Data shown section start

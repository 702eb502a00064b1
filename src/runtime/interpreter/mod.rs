use crate::{
    lang::{arg_stream::ArgStream, source_buffer::SourceLocation, tokenizing::Token},
    runtime::{
        data_structures::{
            command_registry::{CommandFactory, CommandInfo, CommandRegistry},
            frame_stack::FrameStack,
            function_dictionary::{ConstantDictionary, FunctionDictionary, Functor},
            tuple_store::{TupleStore, TuplePtr},
            value::Value,
        },
        error,
    },
};
use std::{
    fmt::{self, Display, Formatter},
    io::Write,
    rc::Rc,
};

pub mod session;

/// A call stack item is a record of the executing command or function's name and the location
/// within the source from which it was dispatched.
#[derive(Clone)]
pub struct CallItem {
    location: SourceLocation,
    name: String,
}

impl CallItem {
    /// Create a new call stack item.
    pub fn new(name: String, location: SourceLocation) -> CallItem {
        CallItem { location, name }
    }

    /// Where the command was dispatched from.
    pub fn location(&self) -> &SourceLocation {
        &self.location
    }

    /// The name of the command or function being executed.
    pub fn name(&self) -> &String {
        &self.name
    }
}

impl Display for CallItem {
    fn fmt(&self, f: &mut Formatter) -> fmt::Result {
        write!(f, "{}: {}", self.location, self.name)
    }
}

/// The commands and functions executing at a given moment, innermost last.
pub type CallStack = Vec<CallItem>;

/// The outcome of a command.  Failure stops the rest of the line but never the session.
#[derive(Clone, Copy, Debug, PartialEq, Eq)]
pub enum CommandResult {
    Success,
    Failure,
}

impl CommandResult {
    /// Did the command succeed?
    pub fn is_success(&self) -> bool {
        *self == CommandResult::Success
    }
}

/// What a command hands back: the arguments it didn't consume, and how it went.
pub type CommandOutcome = (ArgStream, CommandResult);

/// A built-in command.  A fresh instance is created for every dispatch and `reinit` is called
/// before `execute`, so any switches parsed by one invocation never leak into the next.
pub trait Command {
    /// Return every per-invocation setting to its default.
    fn reinit(&mut self);

    /// Consume this command's arguments from the stream and run.  Errors are reported by the
    /// dispatcher and turn into a failed result.
    fn execute(
        &mut self,
        interpreter: &mut dyn Interpreter,
        args: ArgStream,
    ) -> error::Result<CommandOutcome>;
}

/// Simplify registering a built-in command with the interpreter.
///
/// Required parameters are the interpreter to register with, the name of the command, the type
/// implementing it, which must implement `Default`, a one line description, and the command's
/// usage signature.
#[macro_export]
macro_rules! add_command {
    (
        $interpreter:expr ,
        $name:expr ,
        $command:ty ,
        $description:expr ,
        $signature:expr
    ) => {{
        use std::rc::Rc;
        use $crate::runtime::interpreter::Command;

        // Record where in the Rust source the command was registered from.
        $interpreter.add_command(
            file!().to_string(),
            line!() as usize,
            column!() as usize,
            $name.to_string(),
            Rc::new(|| Box::new(<$command>::default()) as Box<dyn Command>),
            $description.to_string(),
            $signature.to_string(),
        );
    }};
}

/// Access to the tuple store: named tuples and the tuple stack.
pub trait TupleManagement {
    /// The whole store.
    fn tuples(&self) -> &TupleStore;

    /// The whole store, mutably.
    fn tuples_mut(&mut self) -> &mut TupleStore;

    /// Find a named tuple.  Not finding one is a normal outcome.
    fn find_tuple(&self, name: &str) -> Option<TuplePtr> {
        self.tuples().get(name)
    }

    /// Find a named tuple that has to exist.
    fn require_tuple(&self, name: &str) -> error::Result<TuplePtr>;

    /// Assign a value to a named tuple, creating it if needed.
    fn set_tuple(&mut self, name: &str, value: Value) -> TuplePtr {
        self.tuples_mut().set(name, value)
    }

    /// Push a value onto the tuple stack.
    fn push(&mut self, value: Value) {
        self.tuples_mut().push_value(value);
    }

    /// Push an existing tuple onto the stack.
    fn push_tuple(&mut self, tuple: TuplePtr) {
        self.tuples_mut().push(tuple);
    }

    /// Pop the top tuple.  Underflow is an error stamped with the current location.
    fn pop(&mut self) -> error::Result<TuplePtr>;

    /// Pop the top tuple and take its value.
    fn pop_value(&mut self) -> error::Result<Value> {
        let tuple = self.pop()?;
        let value = tuple.borrow().value().clone();

        Ok(value)
    }
}

/// Registration and lookup of built-in commands.
pub trait CommandManagement {
    /// Register a built-in command.
    #[allow(clippy::too_many_arguments)]
    fn add_command(
        &mut self,
        file: String,
        line: usize,
        column: usize,
        name: String,
        factory: Rc<CommandFactory>,
        description: String,
        signature: String,
    );

    /// Find a command by name.
    fn find_command(&self, name: &str) -> Option<&CommandInfo>;

    /// Every registered command.
    fn commands(&self) -> &CommandRegistry;

    /// If currently set, the location of the command being executed.
    fn current_location(&self) -> &Option<SourceLocation>;

    /// The current call stack.
    fn call_stack(&self) -> &CallStack;

    /// Push a name and location onto the call stack.
    fn call_stack_push(&mut self, name: String, location: SourceLocation);

    /// Pop the innermost call stack entry.
    fn call_stack_pop(&mut self) -> error::Result<()>;
}

/// The user defined functions and constants.
pub trait FunctionManagement {
    /// The function dictionary.
    fn functions(&self) -> &FunctionDictionary;

    /// The function dictionary, mutably.
    fn functions_mut(&mut self) -> &mut FunctionDictionary;

    /// The constant dictionary.
    fn constants(&self) -> &ConstantDictionary;

    /// The constant dictionary, mutably.
    fn constants_mut(&mut self) -> &mut ConstantDictionary;

    /// Call a functor with unresolved actual arguments.  The actuals are spliced into the body,
    /// which then runs inside a function frame and a fresh local tuple layer.  A name is used for
    /// the call stack.
    fn invoke_functor(
        &mut self,
        name: &str,
        location: &SourceLocation,
        functor: Rc<Functor>,
        actuals: &[Token],
    ) -> error::Result<CommandResult>;
}

/// Running argument streams, blocks, and whole sources.
pub trait ExecutionManagement {
    /// The loop and function frames plus any pending unwind request.
    fn frames(&self) -> &FrameStack;

    /// The frames, mutably.
    fn frames_mut(&mut self) -> &mut FrameStack;

    /// Dispatch commands from the stream until it is used up, a command fails, an unwind is
    /// requested, or the session is ending.  Returns the result of the last command run.
    fn execute(&mut self, args: ArgStream) -> CommandResult;

    /// Tokenize and execute the text of a block.
    fn execute_block(&mut self, location: &SourceLocation, text: &str) -> error::Result<CommandResult>;

    /// Run every line of a source string, stopping at the first failure.
    fn process_source(&mut self, path: &str, source: &str) -> error::Result<CommandResult>;

    /// Find, read, and run a source file.  The file's directory is searched for nested includes
    /// while it runs.
    fn process_source_file(&mut self, path: &str) -> error::Result<CommandResult>;

    /// Has the session been asked to end?
    fn is_goodbye(&self) -> bool;

    /// Ask the session to end once the current command returns.
    fn set_goodbye(&mut self);
}

/// Core interpreter trait, bringing the management traits together with the session's
/// environment: search paths and the output stream.
pub trait Interpreter:
    TupleManagement + CommandManagement + FunctionManagement + ExecutionManagement
{
    /// Add a directory to the search path list.  The directory must exist.
    fn add_search_path(&mut self, path: &str) -> error::Result<()>;

    /// Add the directory holding a file to the search paths.
    fn add_search_path_for_file(&mut self, file_path: &str) -> error::Result<()>;

    /// Drop the most recently added search path.
    fn drop_search_path(&mut self) -> error::Result<()>;

    /// The search paths, oldest first.
    fn search_paths(&self) -> &Vec<String>;

    /// Find a file directly or in the search paths, newest first, returning its full path.
    fn find_file(&self, path: &str) -> error::Result<String>;

    /// Where printed output goes.
    fn output(&mut self) -> &mut dyn Write;

    /// Should included files be echoed as they are run?
    fn echo_includes(&self) -> bool;

    /// Turn echoing of included lines on or off.
    fn set_echo_includes(&mut self, echo: bool);

    /// Clear the tuple stack, the frames, and the call stack.  Named tuples and dictionaries
    /// survive.
    fn reset(&mut self);
}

Data shown section end

**About this exercise:** Your answer should be one number, the count of lines in the records that contain the string "CallStack".

**Answer space:** 2